(Stored data entries)
▼▼▼

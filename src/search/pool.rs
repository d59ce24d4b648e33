//! Shared worker pool servicing the corpus index queue (spec.md §4.6 steps
//! 5-6). Grounded on the teacher's `crossbeam` dependency (declared but, in
//! the sampled source, unused) — this is its first real consumer:
//! `crossbeam::scope` for borrowed-data worker threads, `crossbeam::channel`
//! for the task queue.

use crossbeam::channel::{self, Sender};
use thiserror::Error;

use crate::config::EngineConfig;

use super::task::IndexTask;

#[derive(Debug, Error)]
pub enum SearchError {
    #[error("corpus index task failed: {0}")]
    Insert(String),
}

/// Runs `tasks` through `config`'s resolved worker-pool size, calling
/// `insert` for each. The caller awaits every task before considering the
/// write transported; the first task failure aborts the remaining work
/// (spec.md §4.6 step 6).
pub fn dispatch<F>(config: &EngineConfig, tasks: Vec<IndexTask>, insert: F) -> Result<(), SearchError>
where
    F: Fn(&IndexTask) -> Result<(), SearchError> + Sync,
{
    if tasks.is_empty() {
        return Ok(());
    }

    let pool_size = config.resolved_search_pool_size().min(tasks.len());
    let (task_tx, task_rx) = channel::unbounded::<IndexTask>();
    let (err_tx, err_rx): (Sender<SearchError>, _) = channel::unbounded();

    for task in tasks {
        let _ = task_tx.send(task);
    }
    drop(task_tx);

    crossbeam::scope(|scope| {
        for _ in 0..pool_size {
            let task_rx = task_rx.clone();
            let err_tx = err_tx.clone();
            let insert = &insert;
            scope.spawn(move |_| {
                while let Ok(task) = task_rx.recv() {
                    if let Err(e) = insert(&task) {
                        let _ = err_tx.send(e);
                        return;
                    }
                }
            });
        }
    })
    .map_err(|_| SearchError::Insert("worker thread panicked".to_string()))?;

    drop(err_tx);
    match err_rx.try_recv() {
        Ok(first_error) => Err(first_error),
        Err(_) => Ok(()),
    }
}
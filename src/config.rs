//! Immutable engine configuration (spec.md §9: "treat as an immutable
//! `EngineConfig` struct passed into the database at construction; avoid
//! process-wide singletons"). Grounded on the teacher's `EngineConfig` in
//! `engine/mod.rs`.

use std::collections::HashSet;
use std::path::{Path, PathBuf};

/// Construction-time configuration for a [`crate::database::Database`].
///
/// Every field is set once at `Database::open` and never mutated; callers
/// that want different behavior construct a new `EngineConfig` and reopen.
#[derive(Debug, Clone)]
pub struct EngineConfig {
    /// Root directory; see spec.md §6.1 for the on-disk layout beneath it.
    pub root: PathBuf,

    /// Size, in bytes, of a freshly allocated buffer page.
    pub page_size: u64,

    /// Lower-cased stop words excluded from corpus indexing and search.
    pub stop_words: HashSet<String>,

    /// Maximum n-gram substring length enumerated per token. `<= 0` means
    /// unbounded (spec.md §4.6 step 3).
    pub max_substring_len: i64,

    /// Search-indexer worker-pool size. If `None`, defaults to
    /// `max(3, ceil(0.5 * available_parallelism))` (spec.md §4.6 step 5).
    pub search_thread_pool_size: Option<usize>,

    /// Expected revision count used to size each block's bloom filter.
    pub bloom_filter_expected_items: usize,

    /// False-positive rate target for block bloom filters.
    pub bloom_filter_fp_rate: f64,

    /// Soft bound on entries held in each of the Database's three record
    /// caches (primary-full, primary-partial, secondary; spec.md §4.8).
    pub record_cache_capacity: usize,
}

impl EngineConfig {
    /// A reasonable default configuration rooted at `root`.
    pub fn new(root: impl Into<PathBuf>) -> Self {
        Self {
            root: root.into(),
            page_size: 64 * 1024 * 1024,
            stop_words: default_stop_words(),
            max_substring_len: 0,
            search_thread_pool_size: None,
            bloom_filter_expected_items: 10_000,
            bloom_filter_fp_rate: 0.01,
            record_cache_capacity: 4096,
        }
    }

    pub fn buffer_dir(&self) -> PathBuf {
        self.root.join("buffer")
    }

    pub fn segments_dir(&self) -> PathBuf {
        self.root.join("db").join("segments")
    }

    pub fn transaction_dir(&self) -> PathBuf {
        self.root.join("txn")
    }

    /// Record inventory file (spec.md §6.1 `buffer/meta/inventory`).
    pub fn inventory_file(&self) -> PathBuf {
        self.buffer_dir().join("meta").join("inventory")
    }

    pub fn db_schema_file(&self) -> PathBuf {
        self.root.join("db").join(".schema")
    }

    pub fn buffer_schema_file(&self) -> PathBuf {
        self.buffer_dir().join(".schema")
    }

    /// Resolved worker-pool size for the search indexer: `max(3,
    /// ceil(0.5 * cores))` unless explicitly overridden (spec.md §4.6).
    pub fn resolved_search_pool_size(&self) -> usize {
        self.search_thread_pool_size.unwrap_or_else(|| {
            let cores = std::thread::available_parallelism().map(|n| n.get()).unwrap_or(1);
            (cores.div_ceil(2)).max(3)
        })
    }
}

fn default_stop_words() -> HashSet<String> {
    [
        "a", "an", "and", "are", "as", "at", "be", "but", "by", "for", "if", "in", "into", "is",
        "it", "no", "not", "of", "on", "or", "such", "that", "the", "their", "then", "there",
        "these", "they", "this", "to", "was", "will", "with",
    ]
    .into_iter()
    .map(String::from)
    .collect()
}

/// Ensure every directory named by `config`'s layout exists.
pub fn ensure_layout(config: &EngineConfig) -> std::io::Result<()> {
    for dir in [
        config.buffer_dir(),
        config.segments_dir(),
        config.transaction_dir(),
    ] {
        create_dir_all(&dir)?;
    }
    if let Some(meta_dir) = config.inventory_file().parent() {
        create_dir_all(meta_dir)?;
    }
    Ok(())
}

fn create_dir_all(path: &Path) -> std::io::Result<()> {
    std::fs::create_dir_all(path)
}
//! The engine context
//!
//! One record owning the memory system, the file system and the console
//! variables, with a single `init` entry point. Hosts thread this through
//! their call sites instead of touching process-wide globals.

use crate::config::EngineConfig;
use crate::cvar::{CvarId, Cvars};
use crate::error::Result;
use crate::files::{FileSystem, LoadDest};
use crate::memory::Memory;
use std::path::Path;

/// Memory, file resolution and console variables behind one handle.
pub struct Engine {
    pub memory: Memory,
    pub files: FileSystem,
    pub cvars: Cvars,
}

impl Engine {
    /// Bring the whole foundation up from a configuration. The host
    /// endianness check runs before the buffer is allocated.
    pub fn init(config: &EngineConfig) -> Result<Engine> {
        let files = FileSystem::new(config)?;
        let memory = Memory::with_config(config)?;
        Ok(Engine {
            memory,
            files,
            cvars: Cvars::new(),
        })
    }

    /// Register a game directory and its packs; later registrations
    /// shadow earlier ones.
    pub fn add_game_directory<P: AsRef<Path>>(&mut self, dir: P) -> Result<()> {
        self.files.add_game_directory(&mut self.memory, dir)
    }

    /// Load an asset into the allocator `dest` names. `Ok(None)` when the
    /// path resolves nowhere.
    pub fn load(&mut self, logical: &str, dest: LoadDest) -> Result<Option<usize>> {
        self.files.load(&mut self.memory, logical, dest)
    }

    /// Borrow a loaded asset's bytes.
    pub fn bytes(&self, offset: usize, len: usize) -> &[u8] {
        self.memory.bytes(offset, len)
    }

    pub fn cvar_get(&mut self, name: &str) -> Result<CvarId> {
        self.cvars.get(&mut self.memory, name)
    }

    pub fn cvar_set(&mut self, name: &str, value: f32) -> Result<CvarId> {
        self.cvars.set(&mut self.memory, name, value)
    }

    pub fn cvar_value(&self, id: CvarId) -> f32 {
        self.cvars.value(id)
    }
}
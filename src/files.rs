//! Search path and asset loader
//!
//! Logical asset paths resolve against an ordered list of search nodes:
//! plain game directories and the pack archives found inside them. Nodes
//! are prepended at registration time, so a directory registered later
//! shadows an earlier one, and within one directory `pak1.pak` shadows
//! `pak0.pak`, which in turn shadows loose files.
//!
//! Open files live in a small fixed table of handles. Reads out of a pack
//! share the pack's handle, which is why the loader's close is a no-op for
//! handles a pack owns.

use crate::cache::CacheUser;
use crate::config::EngineConfig;
use crate::error::{EngineError, Result};
use crate::memory::Memory;
use crate::pack::Pack;
use std::fs::File;
use std::io::{Read, Seek, SeekFrom};
use std::path::{Path, PathBuf};
use tracing::{debug, info};

/// Default capacity of the open-file table.
pub const MAX_FILE_HANDLES: usize = 10;

/// Which allocator receives a loaded asset. Expresses the caller's
/// lifetime intent, not a location.
#[derive(Debug, Clone, Copy, PartialEq, Eq)]
pub enum LoadDest {
    /// Permanent, lives until the level is rolled back.
    HunkLow,
    /// Scratch space, reused by the next temp allocation.
    HunkTemp,
    /// Small and dynamic, freed individually.
    Zone,
    /// Evictable; the user handle must be re-checked before every use.
    Cache(CacheUser),
    /// Transient staging for parse-and-discard loads.
    TempStack,
}

/// Fixed-capacity table of open OS files, addressed by index.
pub struct FileTable {
    slots: Vec<Option<File>>,
}

impl FileTable {
    pub fn new(capacity: usize) -> Self {
        FileTable {
            slots: (0..capacity).map(|_| None).collect(),
        }
    }

    /// Open `path` for reading into a free slot.
    ///
    /// Returns `Ok(None)` when the file cannot be opened; running out of
    /// slots is an error.
    pub fn open_read(&mut self, path: &Path) -> Result<Option<(usize, usize)>> {
        let slot = self
            .slots
            .iter()
            .position(Option::is_none)
            .ok_or(EngineError::OutOfFileHandles)?;
        match File::open(path) {
            Ok(file) => {
                let length = file.metadata()?.len() as usize;
                self.slots[slot] = Some(file);
                Ok(Some((slot, length)))
            }
            Err(_) => Ok(None),
        }
    }

    pub fn seek(&mut self, handle: usize, position: u64) -> Result<()> {
        self.file_mut(handle)?.seek(SeekFrom::Start(position))?;
        Ok(())
    }

    pub fn read_exact(&mut self, handle: usize, buf: &mut [u8]) -> Result<()> {
        self.file_mut(handle)?.read_exact(buf)?;
        Ok(())
    }

    /// Read up to `buf.len()` bytes, stopping early at end of file.
    /// Returns the number of bytes read. Member positions in a pack are
    /// trusted, so a stale directory entry reads short instead of failing.
    pub fn read_up_to(&mut self, handle: usize, buf: &mut [u8]) -> Result<usize> {
        let file = self.file_mut(handle)?;
        let mut done = 0;
        while done < buf.len() {
            let n = file.read(&mut buf[done..])?;
            if n == 0 {
                break;
            }
            done += n;
        }
        Ok(done)
    }

    /// Close the file in `handle` and free the slot.
    pub fn release(&mut self, handle: usize) {
        if let Some(slot) = self.slots.get_mut(handle) {
            *slot = None;
        }
    }

    /// Number of slots currently holding an open file.
    pub fn open_count(&self) -> usize {
        self.slots.iter().filter(|s| s.is_some()).count()
    }

    fn file_mut(&mut self, handle: usize) -> Result<&mut File> {
        self.slots
            .get_mut(handle)
            .and_then(Option::as_mut)
            .ok_or(EngineError::BadFileHandle(handle))
    }
}

enum SearchNode {
    Directory(PathBuf),
    Pack(Pack),
}

/// The resolver: an open-file table plus the ordered search path.
pub struct FileSystem {
    table: FileTable,
    search: Vec<SearchNode>,
    game_dir: PathBuf,
    max_pack_entries: usize,
}

impl FileSystem {
    /// Build an empty file system. Verifies once that the host is
    /// little-endian, since pack files are.
    pub fn new(config: &EngineConfig) -> Result<Self> {
        verify_little_endian()?;
        Ok(FileSystem {
            table: FileTable::new(config.max_file_handles),
            search: Vec::new(),
            game_dir: PathBuf::new(),
            max_pack_entries: config.max_pack_entries,
        })
    }

    /// Directory most recently registered; where writes would go.
    pub fn game_dir(&self) -> &Path {
        &self.game_dir
    }

    /// Register a game directory and every numbered pack inside it.
    ///
    /// The directory node goes in front of the existing search path, then
    /// `pak0.pak`, `pak1.pak`, … are each prepended in turn; the scan
    /// stops at the first number with no pack file.
    pub fn add_game_directory<P: AsRef<Path>>(&mut self, memory: &mut Memory, dir: P) -> Result<()> {
        let dir = dir.as_ref();
        self.game_dir = dir.to_path_buf();
        self.search.insert(0, SearchNode::Directory(dir.to_path_buf()));

        for i in 0.. {
            let pak_path = dir.join(format!("pak{}.pak", i));
            match Pack::load(
                &pak_path,
                &mut self.table,
                memory.hunk_mut(),
                self.max_pack_entries,
            )? {
                Some(pack) => self.search.insert(0, SearchNode::Pack(pack)),
                None => break,
            }
        }

        info!(dir = %dir.display(), "game directory registered");
        Ok(())
    }

    /// Resolve a logical path against the search path, head first.
    ///
    /// On a hit returns the handle to read from (positioned at the start
    /// of the data) and the data length. Pack members share the pack's
    /// handle; loose files get a fresh one. Unopenable filesystem
    /// candidates are skipped, exhaustion of the search path is a miss.
    pub fn find(&mut self, memory: &Memory, logical: &str) -> Result<Option<(usize, usize)>> {
        for i in 0..self.search.len() {
            match &self.search[i] {
                SearchNode::Pack(pack) => {
                    if let Some((position, length)) = pack.find(memory.hunk().arena(), logical) {
                        let handle = pack.handle();
                        self.table.seek(handle, position)?;
                        return Ok(Some((handle, length)));
                    }
                }
                SearchNode::Directory(dir) => {
                    let candidate = dir.join(logical);
                    if let Some((handle, length)) = self.table.open_read(&candidate)? {
                        return Ok(Some((handle, length)));
                    }
                }
            }
        }
        Ok(None)
    }

    /// Resolve `logical`, allocate room for it in the allocator `dest`
    /// names, and read it in.
    ///
    /// The allocation is one byte longer than the asset and that byte is
    /// set to zero, so text assets read as NUL-terminated strings. The
    /// backing block is named after the path's last segment. Returns the
    /// payload offset, or `Ok(None)` when the path resolves nowhere.
    pub fn load(
        &mut self,
        memory: &mut Memory,
        logical: &str,
        dest: LoadDest,
    ) -> Result<Option<usize>> {
        let Some((handle, length)) = self.find(memory, logical)? else {
            return Ok(None);
        };

        let name = base_name(logical);
        let payload = match dest {
            LoadDest::HunkLow => memory.hunk_mut().alloc_low(length + 1, &name)?,
            LoadDest::HunkTemp | LoadDest::TempStack => memory.hunk_mut().temp_alloc(length + 1)?,
            LoadDest::Zone => memory.zone_malloc(length + 1)?,
            LoadDest::Cache(user) => memory.cache_alloc(user, length + 1, &name)?,
        };

        self.table
            .read_up_to(handle, memory.bytes_mut(payload, length))?;
        memory.bytes_mut(payload, length + 1)[length] = 0;
        self.close(handle);

        debug!(path = logical, length, ?dest, "asset loaded");
        Ok(Some(payload))
    }

    /// Close a handle obtained from [`FileSystem::find`]. Handles owned
    /// by a pack stay open; everything else is released.
    pub fn close(&mut self, handle: usize) {
        let pack_owned = self.search.iter().any(|node| match node {
            SearchNode::Pack(pack) => pack.handle() == handle,
            SearchNode::Directory(_) => false,
        });
        if !pack_owned {
            self.table.release(handle);
        }
    }

    /// Number of file handles currently open (packs included).
    pub fn open_handles(&self) -> usize {
        self.table.open_count()
    }
}

/// Last path segment, truncated to the 15 characters a block name holds.
pub(crate) fn base_name(path: &str) -> String {
    let start = path.rfind(['/', '\\']).map(|i| i + 1).unwrap_or(0);
    let base = &path[start..];
    base.chars().take(15).collect()
}

/// Pack files store little-endian words; refuse to run on hosts that
/// disagree.
pub fn verify_little_endian() -> Result<()> {
    if u32::from_ne_bytes([1, 0, 0, 0]) != 1 {
        return Err(EngineError::BigEndianHost);
    }
    Ok(())
}
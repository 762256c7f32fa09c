//! LRU-evictable blobs between the two hunk stacks
//!
//! Cache blocks live in the free middle of the arena, between the low and
//! high hunk stacks. Two circular linked lists run through the in-band
//! block headers: one ordered by address (used to find gaps) and one by
//! recency (used to pick eviction victims). Both share a sentinel; the
//! sentinel's link words live in the [`Cache`] struct itself and the value
//! [`u32::MAX`] inside a link field denotes it.
//!
//! Cache memory is co-owned: the allocator may evict any block to satisfy
//! a new request, clearing the owning user's data slot. Holders must
//! re-check through [`Cache::check`] before every use.
//!
//! Block header layout (48 bytes, payloads 16-byte aligned):
//!
//! ```text
//! offset  size  field
//!   0     16    name      (15 chars + NUL)
//!  16      4    user      (owning user slot)
//!  20      4    prev      (address ring)
//!  24      4    next      (address ring)
//!  28      4    lru_prev  (recency ring)
//!  32      4    lru_next  (recency ring)
//!  36      4    size      (total, header included)
//!  40      8    pad
//! ```

use crate::arena::Arena;
use crate::error::{EngineError, Result};
use crate::hunk::{align16, Hunk};
use tracing::debug;

/// Bytes of header prefixed to every cache block.
pub const CACHE_HEADER_SIZE: usize = 48;

/// Link value standing in for the sentinel.
const NIL: u32 = u32::MAX;

const OFF_NAME: usize = 0;
const OFF_USER: usize = 16;
const OFF_PREV: usize = 20;
const OFF_NEXT: usize = 24;
const OFF_LRU_PREV: usize = 28;
const OFF_LRU_NEXT: usize = 32;
const OFF_SIZE: usize = 36;

/// Caller-owned handle to at most one cache block.
///
/// The handle itself never dangles; the block behind it can vanish at any
/// allocation, which is why every access goes through [`Cache::check`].
#[derive(Debug, Clone, Copy, PartialEq, Eq)]
pub struct CacheUser(usize);

/// The cache allocator: bookkeeping for both rings plus the user slots.
/// All block state lives in-band in the arena.
pub struct Cache {
    head_next: u32,
    head_prev: u32,
    head_lru_next: u32,
    head_lru_prev: u32,
    users: Vec<Option<usize>>,
}

impl Cache {
    pub fn new() -> Self {
        Cache {
            head_next: NIL,
            head_prev: NIL,
            head_lru_next: NIL,
            head_lru_prev: NIL,
            users: Vec::new(),
        }
    }

    /// Register a new user handle holding no block.
    pub fn new_user(&mut self) -> CacheUser {
        self.users.push(None);
        CacheUser(self.users.len() - 1)
    }

    /// Payload offset currently backing `user`, if any. Does not touch the
    /// recency ring; use [`Cache::check`] on the access path.
    pub fn user_data(&self, user: CacheUser) -> Option<usize> {
        self.users.get(user.0).copied().flatten()
    }

    /// True when no blocks are cached.
    pub fn is_empty(&self) -> bool {
        self.head_next == NIL
    }

    /// Attach a freshly allocated block of `size` bytes to `user`,
    /// evicting least-recently-used blocks until the request fits.
    ///
    /// Fails if the user already holds a block, and reports exhaustion
    /// once every cache block has been evicted and the request still does
    /// not fit between the stacks.
    pub fn alloc(&mut self, hunk: &mut Hunk, user: CacheUser, size: usize, name: &str) -> Result<usize> {
        if self.user_data(user).is_some() {
            return Err(EngineError::AlreadyCached);
        }
        if size == 0 {
            return Err(EngineError::InvalidSize("cache allocation of zero bytes"));
        }

        let rounded = align16(size + CACHE_HEADER_SIZE);
        loop {
            if let Some(block) = self.try_alloc(hunk, rounded) {
                let arena = hunk.arena_mut();
                arena.write_name(block as usize + OFF_NAME, name);
                arena.write_u32(block as usize + OFF_USER, user.0 as u32);
                let payload = block as usize + CACHE_HEADER_SIZE;
                self.users[user.0] = Some(payload);
                return Ok(payload);
            }

            if self.head_next == NIL {
                return Err(EngineError::OutOfMemory {
                    allocator: "cache",
                    requested: size,
                });
            }

            // evict the least recently used block and try again
            let victim = self.head_lru_prev;
            let owner = hunk.arena().read_u32(victim as usize + OFF_USER) as usize;
            debug!(
                victim = %hunk.arena().read_name(victim as usize + OFF_NAME),
                "cache eviction"
            );
            self.free(hunk.arena_mut(), CacheUser(owner))?;
        }
    }

    /// If `user` still holds a block, promote it to most recently used and
    /// return its payload offset.
    pub fn check(&mut self, arena: &mut Arena, user: CacheUser) -> Option<usize> {
        let payload = self.user_data(user)?;
        let block = (payload - CACHE_HEADER_SIZE) as u32;
        self.lru_unlink(arena, block);
        self.lru_link_front(arena, block);
        Some(payload)
    }

    /// Detach `user`'s block from both rings and clear the handle.
    pub fn free(&mut self, arena: &mut Arena, user: CacheUser) -> Result<()> {
        let payload = self.user_data(user).ok_or(EngineError::NotCached)?;
        let block = (payload - CACHE_HEADER_SIZE) as u32;

        let prev = self.prev_of(arena, block);
        let next = self.next_of(arena, block);
        self.set_next(arena, prev, next);
        self.set_prev(arena, next, prev);

        self.lru_unlink(arena, block);
        self.users[user.0] = None;
        Ok(())
    }

    /// Drop every cache block and clear every user handle.
    pub fn flush_all(&mut self) {
        for slot in &mut self.users {
            *slot = None;
        }
        self.head_next = NIL;
        self.head_prev = NIL;
        self.head_lru_next = NIL;
        self.head_lru_prev = NIL;
    }

    /// Search the address-ordered ring for a gap wide enough for a block
    /// of `rounded` bytes. On success the block is linked into both rings
    /// with a zeroed header and its size recorded.
    fn try_alloc(&mut self, hunk: &mut Hunk, rounded: usize) -> Option<u32> {
        let low = hunk.low_used();
        let high_base = hunk.total_size() - hunk.high_used();

        if self.head_next == NIL {
            if high_base - low < rounded {
                return None;
            }
            let block = low as u32;
            let arena = hunk.arena_mut();
            arena.fill(low, CACHE_HEADER_SIZE, 0);
            arena.write_u32(low + OFF_SIZE, rounded as u32);
            self.set_prev(arena, block, NIL);
            self.set_next(arena, block, NIL);
            self.head_next = block;
            self.head_prev = block;
            self.lru_link_front(arena, block);
            return Some(block);
        }

        // walk the caches in address order looking for a hole; blocks the
        // low stack has since grown past just advance the candidate
        let mut candidate = low;
        let mut cursor = self.head_next;
        while cursor != NIL {
            let cursor_off = cursor as usize;
            if cursor_off >= candidate && cursor_off - candidate >= rounded {
                return Some(self.place_before(hunk.arena_mut(), candidate, rounded, cursor));
            }
            candidate = candidate.max(cursor_off + self.size_of(hunk.arena(), cursor));
            cursor = self.next_of(hunk.arena(), cursor);
        }

        // no hole between caches; try the tail gap below the high stack
        if high_base >= candidate + rounded {
            return Some(self.place_before(hunk.arena_mut(), candidate, rounded, NIL));
        }

        None
    }

    /// Write a zeroed header at `at` and link it into the address ring
    /// immediately before `successor` (NIL appends at the tail), then mark
    /// it most recently used.
    fn place_before(&mut self, arena: &mut Arena, at: usize, rounded: usize, successor: u32) -> u32 {
        let block = at as u32;
        arena.fill(at, CACHE_HEADER_SIZE, 0);
        arena.write_u32(at + OFF_SIZE, rounded as u32);

        let prev = self.prev_of(arena, successor);
        self.set_next(arena, prev, block);
        self.set_prev(arena, block, prev);
        self.set_next(arena, block, successor);
        self.set_prev(arena, successor, block);

        self.lru_link_front(arena, block);
        block
    }

    /// Verify both rings against the current stack bounds: address order,
    /// containment, non-overlap, ring symmetry, identical membership and
    /// user back-pointers.
    pub fn validate(&self, arena: &Arena, low: usize, high_base: usize) -> Result<()> {
        let mut members = Vec::new();
        let mut last_end = low;
        let mut cursor = self.head_next;
        let mut steps = 0;

        while cursor != NIL {
            steps += 1;
            if steps > arena.len() / CACHE_HEADER_SIZE {
                return Err(EngineError::Corruption("cache ring does not close"));
            }
            let off = cursor as usize;
            if off < last_end {
                return Err(EngineError::Corruption(
                    "cache blocks out of order or overlapping",
                ));
            }
            let size = self.size_of(arena, cursor);
            if size < CACHE_HEADER_SIZE || off + size > high_base {
                return Err(EngineError::Corruption("cache block outside the free middle"));
            }
            let owner = arena.read_u32(off + OFF_USER) as usize;
            if self.users.get(owner).copied().flatten() != Some(off + CACHE_HEADER_SIZE) {
                return Err(EngineError::Corruption(
                    "cache user does not point at its block",
                ));
            }
            let next = self.next_of(arena, cursor);
            if self.prev_of(arena, next) != cursor {
                return Err(EngineError::Corruption("cache ring links are asymmetric"));
            }
            members.push(cursor);
            last_end = off + size;
            cursor = next;
        }

        // recency ring must contain exactly the same blocks
        let mut recency = Vec::new();
        cursor = self.head_lru_next;
        let mut steps = 0;
        while cursor != NIL {
            steps += 1;
            if steps > members.len() {
                return Err(EngineError::Corruption("cache recency ring does not close"));
            }
            recency.push(cursor);
            cursor = self.lru_next_of(arena, cursor);
        }
        let mut sorted_members = members.clone();
        sorted_members.sort_unstable();
        recency.sort_unstable();
        if sorted_members != recency {
            return Err(EngineError::Corruption(
                "cache rings disagree about membership",
            ));
        }
        Ok(())
    }

    fn lru_unlink(&mut self, arena: &mut Arena, block: u32) {
        let prev = self.lru_prev_of(arena, block);
        let next = self.lru_next_of(arena, block);
        self.set_lru_next(arena, prev, next);
        self.set_lru_prev(arena, next, prev);
    }

    fn lru_link_front(&mut self, arena: &mut Arena, block: u32) {
        let first = self.head_lru_next;
        self.set_lru_prev(arena, first, block);
        self.set_lru_next(arena, block, first);
        self.set_lru_prev(arena, block, NIL);
        self.head_lru_next = block;
    }

    fn size_of(&self, arena: &Arena, block: u32) -> usize {
        arena.read_u32(block as usize + OFF_SIZE) as usize
    }

    fn prev_of(&self, arena: &Arena, block: u32) -> u32 {
        if block == NIL {
            self.head_prev
        } else {
            arena.read_u32(block as usize + OFF_PREV)
        }
    }

    fn next_of(&self, arena: &Arena, block: u32) -> u32 {
        if block == NIL {
            self.head_next
        } else {
            arena.read_u32(block as usize + OFF_NEXT)
        }
    }

    fn set_prev(&mut self, arena: &mut Arena, block: u32, value: u32) {
        if block == NIL {
            self.head_prev = value;
        } else {
            arena.write_u32(block as usize + OFF_PREV, value);
        }
    }

    fn set_next(&mut self, arena: &mut Arena, block: u32, value: u32) {
        if block == NIL {
            self.head_next = value;
        } else {
            arena.write_u32(block as usize + OFF_NEXT, value);
        }
    }

    fn lru_prev_of(&self, arena: &Arena, block: u32) -> u32 {
        if block == NIL {
            self.head_lru_prev
        } else {
            arena.read_u32(block as usize + OFF_LRU_PREV)
        }
    }

    fn lru_next_of(&self, arena: &Arena, block: u32) -> u32 {
        if block == NIL {
            self.head_lru_next
        } else {
            arena.read_u32(block as usize + OFF_LRU_NEXT)
        }
    }

    fn set_lru_prev(&mut self, arena: &mut Arena, block: u32, value: u32) {
        if block == NIL {
            self.head_lru_prev = value;
        } else {
            arena.write_u32(block as usize + OFF_LRU_PREV, value);
        }
    }

    fn set_lru_next(&mut self, arena: &mut Arena, block: u32, value: u32) {
        if block == NIL {
            self.head_lru_next = value;
        } else {
            arena.write_u32(block as usize + OFF_LRU_NEXT, value);
        }
    }
}

impl Default for Cache {
    fn default() -> Self {
        Self::new()
    }
}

▲▲▲

Work to complete: Among the records above, extract exactly the lines from the line with "let _ = task_tx.send(task);" to the line with "let insert = &insert;", both lines included, and leave out the rest.

Response:
        let _ = task_tx.send(task);
    }
    drop(task_tx);

    crossbeam::scope(|scope| {
        for _ in 0..pool_size {
            let task_rx = task_rx.clone();
            let err_tx = err_tx.clone();
            let insert = &insert;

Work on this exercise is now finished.